Region of the Byelorussian SSR

Baranavichy Region, Baranavichy Voblasts, or Baranovichi Oblast (Баранавіцкая вобласць; Барановичская область) was a region (voblasts) of the Byelorussian SSR created after the annexation of Western Belorussia into the Byelorussian SSR in November 1939. The administrative centre of the region was the city of Baranavichy.

The region was originally known as Navahrudak Region but it was soon renamed after Baranavichy.

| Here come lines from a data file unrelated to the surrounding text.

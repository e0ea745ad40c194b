use std::collections::{BTreeSet, HashMap};
use std::path::PathBuf;
use std::sync::{Arc, MutexGuard};

use notify::RecommendedWatcher;
use thiserror::Error;
use time::OffsetDateTime;
use tokio::sync::mpsc;

use crate::cache::{CacheError, CacheSnapshot, NodeRecord, StateCache, cache_name};
use crate::client::{SharedApp, SharedServices};
use crate::fsaccess::{EntryType, FileInfo, FsAccess};
use crate::node::{LocalTree, NodeId, NodeKind, RemoteHandle, SharedTree, SyncTag};
use crate::notifier::{DirNotify, Dstime, NotifyQueue, start_notify_watcher};
use crate::paths::{self, PathCodec, PathError};

/// Entries younger than this many deciseconds are left in the queue so a
/// burst of writes settles before the file is fingerprinted.
const SCAN_DEBOUNCE_DS: Dstime = 3;

/// During the initial scan the cache is only flushed once this many inserts
/// have piled up.
const INITIAL_SCAN_FLUSH_THRESHOLD: usize = 100;

/// Reload recursion limit, a guard against corrupted parent chains.
const CACHE_RELOAD_MAX_DEPTH: u32 = 100;

#[derive(Debug, Clone, Copy, PartialEq, Eq)]
pub enum SyncState {
    InitialScan,
    Active,
    Paused,
    Failed,
    Canceled,
}

impl SyncState {
    pub fn is_terminal(self) -> bool {
        matches!(self, SyncState::Failed | SyncState::Canceled)
    }
}

/// Hard condition that drove a sync into FAILED.
#[derive(Debug, Clone, Copy, PartialEq, Eq)]
pub enum SyncFault {
    RootIsFile,
    CacheCorrupt,
}

#[derive(Debug, Error)]
pub enum EngineError {
    #[error("cache error: {0}")]
    Cache(#[from] CacheError),
    #[error("watcher error: {0}")]
    Watch(#[from] notify::Error),
    #[error("path error: {0}")]
    Path(#[from] PathError),
    #[error("sync is not in a terminal state")]
    NotTerminal,
}

/// What a tick left behind, for the outer loop's scheduling.
#[derive(Debug, Clone, Copy, PartialEq, Eq)]
pub enum TickOutcome {
    /// Both queues drained, nothing pending.
    Idle,
    /// Work remains; tick again as soon as convenient.
    Working,
    /// The queue head is debounced; come back in this many deciseconds.
    Wait(Dstime),
}

/// Classification result of one path.
#[derive(Debug, Clone, Copy, PartialEq, Eq)]
enum Checked {
    Found(NodeId),
    /// No action: skipped, invalid, consumed by a move, or failed softly.
    Nothing,
    /// The parent is not modeled remotely yet; leave the entry queued.
    Defer,
}

/// One queue's drain result.
#[derive(Debug, Clone, Copy, PartialEq, Eq)]
enum Drain {
    Done,
    /// A deferred entry blocks the head; retry next tick.
    Again,
    Wait(Dstime),
}

pub struct SyncConfig {
    pub tag: SyncTag,
    /// Native path of the local root; becomes the root node's name.
    pub root_path: Vec<u8>,
    pub remote_root: RemoteHandle,
    pub user_id: u64,
    /// Directory holding the per-sync cache database; `None` disables the
    /// durable cache.
    pub cache_dir: Option<PathBuf>,
    pub key: [u8; 32],
    pub debris_name: Vec<u8>,
    /// Volume fingerprint override; 0 means read it from the filesystem.
    pub fsfp: u64,
    pub follow_symlinks: bool,
    pub enable_watcher: bool,
}

impl SyncConfig {
    pub fn new(tag: SyncTag, root_path: Vec<u8>, remote_root: RemoteHandle) -> Self {
        Self {
            tag,
            root_path,
            remote_root,
            user_id: 0,
            cache_dir: None,
            key: [0u8; 32],
            debris_name: b".debris".to_vec(),
            fsfp: 0,
            follow_symlinks: false,
            enable_watcher: false,
        }
    }
}

/// One synchronized (local root, remote node) pair: the scan engine, its
/// notification queues and its durable state cache. Driven by `tick`.
pub struct SyncEngine {
    tag: SyncTag,
    state: SyncState,
    fault: Option<SyncFault>,
    fullscan: bool,
    scan_seq: u32,
    now_ds: Dstime,

    root: NodeId,
    root_path: Vec<u8>,
    remote_root: RemoteHandle,
    debris_local: Vec<u8>,
    sep: Vec<u8>,
    follow_symlinks: bool,

    localbytes: i64,
    file_count: u64,
    folder_count: u64,
    /// Rows the last cache reload had to drop (corrupt or unattachable).
    reload_dropped: usize,

    tree: SharedTree,
    notify: DirNotify,
    cache: Option<StateCache>,
    insertq: BTreeSet<NodeId>,
    deleteq: BTreeSet<u32>,

    fs: Arc<dyn FsAccess>,
    codec: Arc<dyn PathCodec>,
    app: SharedApp,
    services: SharedServices,

    watcher: Option<RecommendedWatcher>,
    watcher_rx: Option<mpsc::UnboundedReceiver<PathBuf>>,
}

The region was made up of 26 districts in 1944. These districts were Byten, Haradzishcha, Ivyanets, Iwye, Yuratsishki, Karelichy, Kletsk, Kazlowshchyna, Lyakhavichy, Lida, Lubcha, Mir, Masty, Navahrudak, Novaya Mysh, Nyasvizh, Radun, Slonim, Stowbtsy, Shchuchyn, Vasilishki, Valozhyn, Voranava, Dzyatlava, Zelva and Zhaludok. In 1944, the region was diminished after transferring the districts of Lida, Radun, Shchuchyn, Vasilishki, Voranava, Masty, Zelva and Zheludok to the newly founded Grodno Region (including remaining parts of Belastok Region) and those of Iwye, Yuratsishki and Valozhyn to Molodechno Region in 1944. Finally, on 8 January 1954, the region was abolished and the districts were divided between the Brest (Haradzishcha, Lyakhavichy and Novaya Mysh Districts), Grodno (Byten, Karelichy, Kazlowshchyna, Lubcha, Mir, Navahrudak and Slonim), Molodechno (liquidated in 1960) (Ivyanets District) and Minsk (Kletsk, Nyasvizh and Stowbtsy Districts) regions (modern Brest, Grodno and Minsk regions). Thus, Baranavichy became part of Brest Region as a district center after Novaya Mysh's center was moved to Baranavichy on 1 May 1954 and renamed as Baranavichy one after 8 April 1957.